Subjects in this study were eligible to participate if they 1) were 18 years of age or older, 2) were able to read and write in English, and 3) had ever been openly and consensually partnered with more than one person, simultaneously, for a minimum of one year. Participants were recruited using snowball sampling via Internet listservs, online discussion groups, and online social groups created by and/or serving the polyamorous community. In an effort to minimize sampling bias, participants were recruited both from online communities in which the lead researcher was a member, and also from online communities in which she was not a pre-existing member, but for which she received permission from the group moderators to invite individuals to participate. To further diversify the sample as much as possible amongst this hard-to-reach and marginalized community, key stakeholders who had large personal and professional networks among persons who were engaged in consensual nonmonogamy were approached to begin the snowball sampling. Data was collected via an online survey.

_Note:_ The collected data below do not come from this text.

//! rollcall-server binary.
//!
//! Reads `config.toml` (or the path specified with `--config`), opens an
//! in-process SQLite store, and serves the attendance API over HTTP.

use std::{
  path::{Path, PathBuf},
  sync::Arc,
};

use anyhow::Context as _;
use clap::Parser;
use rollcall_server::ServerConfig;
use rollcall_store_sqlite::SqliteStore;
use tokio::net::TcpListener;
use tracing::level_filters::LevelFilter;
use tracing_subscriber::EnvFilter;

#[derive(Parser)]
#[command(author, version, about = "Rollcall attendance server")]
struct Cli {
  /// Path to the TOML configuration file.
  #[arg(short, long, default_value = "config.toml")]
  config: PathBuf,
}

#[tokio::main]
async fn main() -> anyhow::Result<()> {
  tracing_subscriber::fmt()
    .with_env_filter(
      EnvFilter::builder()
        .with_default_directive(LevelFilter::INFO.into())
        .from_env_lossy(),
    )
    .init();

  let cli = Cli::parse();

  // Load configuration.
  let settings = config::Config::builder()
    .add_source(config::File::from(cli.config).required(false))
    .add_source(rollcall_server::env_source())
    .build()
    .context("failed to read config file")?;

  let server_cfg: ServerConfig = settings
    .try_deserialize()
    .context("failed to deserialise ServerConfig")?;

  let store_path = expand_tilde(&server_cfg.store_path);
  if let Some(parent) = store_path.parent().filter(|p| !p.as_os_str().is_empty()) {
    std::fs::create_dir_all(parent)
      .with_context(|| format!("failed to create {parent:?}"))?;
  }

  let store = SqliteStore::open(&store_path)
    .await
    .with_context(|| format!("failed to open store at {store_path:?}"))?;

  if server_cfg.seed_sample_data {
    store
      .seed_sample_data()
      .await
      .context("failed to insert sample data")?;
  }

  let cors = server_cfg
    .cors_layer()
    .context("invalid entry in cors_origins")?;
  let app = rollcall_server::app(Arc::new(store), cors);
  let address = server_cfg.address();

  tracing::info!("Listening on http://{address}");
  let listener = TcpListener::bind(&address)
    .await
    .with_context(|| format!("failed to bind {address}"))?;

  axum::serve(listener, app).await.context("server error")?;

  Ok(())
}

/// Expand a leading `~` to the user's home directory.
fn expand_tilde(path: &Path) -> PathBuf {
  let s = path.to_string_lossy();
  if let Some(rest) = s.strip_prefix("~/")
    && let Ok(home) = std::env::var("HOME")
  {
    return PathBuf::from(home).join(rest);
  }
  path.to_path_buf()
}
//! Handlers for `/classes` endpoints.
//!
//! | Method | Path | Notes |
//! |--------|------|-------|
//! | `GET`  | `/classes` | All classes |
//! | `POST` | `/classes` | Body: `{"name":"...","teacher":"...","schedule":"..."}` |

use std::sync::Arc;

use axum::{Json, extract::State, http::StatusCode, response::IntoResponse};
use rollcall_core::{
  model::{Class, NewClass},
  store::AttendanceStore,
};

use crate::{Created, error::ApiError, extract::Body};

/// `GET /classes`
pub async fn list<S>(
  State(store): State<Arc<S>>,
) -> Result<Json<Vec<Class>>, ApiError>
where
  S: AttendanceStore,
{
  let classes = store.list_classes().await.map_err(ApiError::store)?;
  Ok(Json(classes))
}

/// `POST /classes`, returns 201 + `{id, message}`.
pub async fn create<S>(
  State(store): State<Arc<S>>,
  Body(body): Body<NewClass>,
) -> Result<impl IntoResponse, ApiError>
where
  S: AttendanceStore,
{
  if body.name.trim().is_empty() || body.teacher.trim().is_empty() {
    return Err(ApiError::BadRequest("name and teacher are required".into()));
  }
  let id = store.add_class(body).await.map_err(ApiError::store)?;
  Ok((StatusCode::CREATED, Json(Created::new(id, "Class added successfully"))))
}
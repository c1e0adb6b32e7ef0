//! Handlers for `/students` endpoints.
//!
//! | Method | Path | Notes |
//! |--------|------|-------|
//! | `GET`  | `/students` | All students |
//! | `GET`  | `/students/class/:class_id` | Students registered for one class |
//! | `POST` | `/students` | Body: `{"student_id","name","email","class_id"}`; 409 on a taken code |

use std::sync::Arc;

use axum::{
  Json,
  extract::State,
  http::StatusCode,
  response::IntoResponse,
};
use rollcall_core::{
  model::{NewStudent, Student, normalize_code},
  store::AttendanceStore,
};

use crate::{
  Created,
  error::ApiError,
  extract::{Body, Params},
};

// ─── List ─────────────────────────────────────────────────────────────────────

/// `GET /students`
pub async fn list<S>(
  State(store): State<Arc<S>>,
) -> Result<Json<Vec<Student>>, ApiError>
where
  S: AttendanceStore,
{
  let students = store.list_students(None).await.map_err(ApiError::store)?;
  Ok(Json(students))
}

/// `GET /students/class/:class_id`
pub async fn list_for_class<S>(
  State(store): State<Arc<S>>,
  Params(class_id): Params<i64>,
) -> Result<Json<Vec<Student>>, ApiError>
where
  S: AttendanceStore,
{
  let students = store
    .list_students(Some(class_id))
    .await
    .map_err(ApiError::store)?;
  Ok(Json(students))
}

// ─── Create ───────────────────────────────────────────────────────────────────

/// `POST /students`, returns 201 + `{id, message}`.
pub async fn create<S>(
  State(store): State<Arc<S>>,
  Body(mut body): Body<NewStudent>,
) -> Result<impl IntoResponse, ApiError>
where
  S: AttendanceStore,
{
  body.code = normalize_code(&body.code);
  if body.code.is_empty() {
    return Err(ApiError::BadRequest("student_id is required".into()));
  }
  if body.name.trim().is_empty() {
    return Err(ApiError::BadRequest("name is required".into()));
  }

  let id = store.add_student(body).await.map_err(ApiError::store)?;
  Ok((StatusCode::CREATED, Json(Created::new(id, "Student added successfully"))))
}
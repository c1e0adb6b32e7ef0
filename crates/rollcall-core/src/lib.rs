//! Core types and trait definitions for Rollcall.
//!
//! Holds the data model, the [`store::AttendanceStore`] abstraction and the
//! client-side attendance workflow (session tracking, scan resolution). No
//! HTTP or database code lives here.

// Trait methods are native `async fn`; `Send` is spelled out on the trait.
#![allow(async_fn_in_trait)]

pub mod demo;
pub mod error;
pub mod model;
pub mod notice;
pub mod scan;
pub mod session;
pub mod store;

pub use error::{Error, Result};
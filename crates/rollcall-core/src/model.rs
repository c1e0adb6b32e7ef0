//! Rollcall data model: classes, students, and attendance records.
//!
//! Field names follow the JSON wire format of the Record Service. Note that a
//! student's human-facing code travels as `student_id`, while attendance rows
//! use `student_id` for the numeric foreign key into `students`.

use std::{fmt, str::FromStr};

use chrono::{DateTime, NaiveDate, Utc};
use serde::{Deserialize, Serialize};

use crate::{Error, Result};

/// Canonical wire and storage format for calendar dates.
pub const DATE_FORMAT: &str = "%Y-%m-%d";

/// Parse a `YYYY-MM-DD` calendar date.
pub fn parse_date(s: &str) -> Result<NaiveDate> {
  NaiveDate::parse_from_str(s, DATE_FORMAT)
    .map_err(|_| Error::InvalidDate(s.to_owned()))
}

/// Trim and uppercase a raw student code, the form stored and compared
/// everywhere.
pub fn normalize_code(raw: &str) -> String { raw.trim().to_uppercase() }

// ─── Class ───────────────────────────────────────────────────────────────────

/// A class that students are enrolled in and attendance is taken for.
#[derive(Debug, Clone, PartialEq, Eq, Serialize, Deserialize)]
pub struct Class {
  pub id:       i64,
  pub name:     String,
  pub teacher:  String,
  pub schedule: Option<String>,
}

/// Input to [`crate::store::AttendanceStore::add_class`].
#[derive(Debug, Clone, Serialize, Deserialize)]
pub struct NewClass {
  pub name:     String,
  pub teacher:  String,
  #[serde(default)]
  pub schedule: Option<String>,
}

// ─── Student ─────────────────────────────────────────────────────────────────

/// A student on a class roster.
#[derive(Debug, Clone, PartialEq, Eq, Serialize, Deserialize)]
pub struct Student {
  /// Store-assigned row id.
  pub id:       i64,
  /// The globally unique code printed on the student's card.
  #[serde(rename = "student_id")]
  pub code:     String,
  pub name:     String,
  pub email:    Option<String>,
  /// The class this student is registered for, if any.
  pub class_id: Option<i64>,
}

/// Input to [`crate::store::AttendanceStore::add_student`].
#[derive(Debug, Clone, Serialize, Deserialize)]
pub struct NewStudent {
  #[serde(rename = "student_id")]
  pub code:     String,
  pub name:     String,
  #[serde(default)]
  pub email:    Option<String>,
  #[serde(default)]
  pub class_id: Option<i64>,
}

// ─── Attendance ──────────────────────────────────────────────────────────────

/// The status tag on an attendance record. The scan workflow only ever
/// produces [`AttendanceStatus::Present`].
#[derive(
  Debug, Clone, Copy, PartialEq, Eq, Hash, Default, Serialize, Deserialize,
)]
#[serde(rename_all = "lowercase")]
pub enum AttendanceStatus {
  #[default]
  Present,
  Absent,
  Late,
  Excused,
}

impl AttendanceStatus {
  pub fn as_str(&self) -> &'static str {
    match self {
      Self::Present => "present",
      Self::Absent => "absent",
      Self::Late => "late",
      Self::Excused => "excused",
    }
  }
}

impl fmt::Display for AttendanceStatus {
  fn fmt(&self, f: &mut fmt::Formatter<'_>) -> fmt::Result {
    f.write_str(self.as_str())
  }
}

impl FromStr for AttendanceStatus {
  type Err = Error;

  fn from_str(s: &str) -> Result<Self> {
    match s {
      "present" => Ok(Self::Present),
      "absent" => Ok(Self::Absent),
      "late" => Ok(Self::Late),
      "excused" => Ok(Self::Excused),
      other => Err(Error::UnknownStatus(other.to_owned())),
    }
  }
}

/// A persisted check-in. Never updated or deleted once written.
#[derive(Debug, Clone, PartialEq, Eq, Serialize, Deserialize)]
pub struct AttendanceRecord {
  pub id:         i64,
  /// Row id of the student (not the student code).
  pub student_id: i64,
  pub class_id:   i64,
  pub date:       NaiveDate,
  pub status:     AttendanceStatus,
  /// The instant the check-in happened.
  pub timestamp:  DateTime<Utc>,
}

/// Input to [`crate::store::AttendanceStore::record_attendance`].
#[derive(Debug, Clone, PartialEq, Eq, Serialize, Deserialize)]
pub struct NewAttendance {
  pub student_id: i64,
  pub class_id:   i64,
  pub date:       NaiveDate,
  #[serde(default)]
  pub status:     AttendanceStatus,
  pub timestamp:  DateTime<Utc>,
}

// ─── Joined read models ──────────────────────────────────────────────────────

/// An attendance record joined with the student it belongs to; one row of a
/// class's attendance sheet for a given date.
#[derive(Debug, Clone, PartialEq, Eq, Serialize, Deserialize)]
pub struct ClassAttendanceEntry {
  #[serde(flatten)]
  pub record: AttendanceRecord,
  /// Student display name.
  pub name:   String,
  /// Student code.
  pub sid:    String,
}

/// An attendance record joined with its class name; one row of a student's
/// attendance history.
#[derive(Debug, Clone, PartialEq, Eq, Serialize, Deserialize)]
pub struct StudentAttendanceEntry {
  #[serde(flatten)]
  pub record:     AttendanceRecord,
  pub class_name: String,
}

The online call for participation included a link to the study consent form. Participants who wished to continue opted in by checking an attestation box verifying they were willing to participate, and they had not already participated at some point in the past. They also checked a box that indicated an online signature of consent. Next, participants were asked to complete a demographic questionnaire and answer a series of questions about their past and current religious affiliations, their historic and current degrees of conservatism/liberalism, and the degree to which they experience sex and spirituality as related. Degree of religiosity was a single item scored on a five-point Likert scale from 1 = not religious at all to 5 = very religious. Participant subjective assessment of the degree of liberalism or conservatism of their religious or spiritual traditions (measured separately for childhood and current spiritual/religious traditions) was an item scored on a five-point Likert scale from 1 = very liberal to 5 = very conservative (3 = moderate). Degree of difference between past religious or spiritual beliefs and current religious or spiritual beliefs was a single item scored on a fivepoint Likert scale from 1 = no difference between past and current to 5 = very different. Degree to which sex has a spiritual quality was a single item scored on a five-point Likert scale from 1 = not at all connected to 5 = very connected.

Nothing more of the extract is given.